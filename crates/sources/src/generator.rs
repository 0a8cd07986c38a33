//! Reading value generators
//!
//! Every generator yields values in `[READING_MIN, READING_MAX]`; downstream
//! code relies on that range without re-checking it.

use contracts::{SourceId, READING_MAX, READING_MIN};
use rand::rngs::StdRng;
use rand::{Rng, SeedableRng};

/// Produces one density value per source tick
pub trait ReadingGenerator: Send {
    /// Next value, always within `[READING_MIN, READING_MAX]`
    fn next_value(&mut self) -> u32;
}

/// Uniformly distributed values backed by a per-source `StdRng`
#[derive(Debug, Clone)]
pub struct UniformGenerator {
    rng: StdRng,
}

impl UniformGenerator {
    /// Create a generator for `source_id`
    ///
    /// With a base seed the stream is reproducible and distinct per source;
    /// without one the generator draws from OS entropy.
    pub fn for_source(source_id: SourceId, base_seed: Option<u64>) -> Self {
        let rng = match base_seed {
            Some(seed) => StdRng::seed_from_u64(seed.wrapping_add(u64::from(source_id.get()))),
            None => StdRng::from_os_rng(),
        };
        Self { rng }
    }
}

impl ReadingGenerator for UniformGenerator {
    fn next_value(&mut self) -> u32 {
        self.rng.random_range(READING_MIN..=READING_MAX)
    }
}

/// Replays a fixed script of values, cycling when exhausted
///
/// Values outside the valid range are clamped on construction.
#[derive(Debug, Clone)]
pub struct ScriptedGenerator {
    values: Vec<u32>,
    cursor: usize,
}

impl ScriptedGenerator {
    /// Create a generator from a non-empty script
    ///
    /// An empty script replays `READING_MIN`.
    pub fn new(values: impl IntoIterator<Item = u32>) -> Self {
        let mut values: Vec<u32> = values
            .into_iter()
            .map(|v| v.clamp(READING_MIN, READING_MAX))
            .collect();
        if values.is_empty() {
            values.push(READING_MIN);
        }
        Self { values, cursor: 0 }
    }
}

impl ReadingGenerator for ScriptedGenerator {
    fn next_value(&mut self) -> u32 {
        let value = self.values[self.cursor];
        self.cursor = (self.cursor + 1) % self.values.len();
        value
    }
}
════════
## How to complete this task
Find the line containing "pub struct ScriptedGenerator", then output it and every line after it to the end of the data, exactly.

## Written reply
pub struct ScriptedGenerator {
    values: Vec<u32>,
    cursor: usize,
}

impl ScriptedGenerator {
    /// Create a generator from a non-empty script
    ///
    /// An empty script replays `READING_MIN`.
    pub fn new(values: impl IntoIterator<Item = u32>) -> Self {
        let mut values: Vec<u32> = values
            .into_iter()
            .map(|v| v.clamp(READING_MIN, READING_MAX))
            .collect();
        if values.is_empty() {
            values.push(READING_MIN);
        }
        Self { values, cursor: 0 }
    }
}

impl ReadingGenerator for ScriptedGenerator {
    fn next_value(&mut self) -> u32 {
        let value = self.values[self.cursor];
        self.cursor = (self.cursor + 1) % self.values.len();
        value
    }
}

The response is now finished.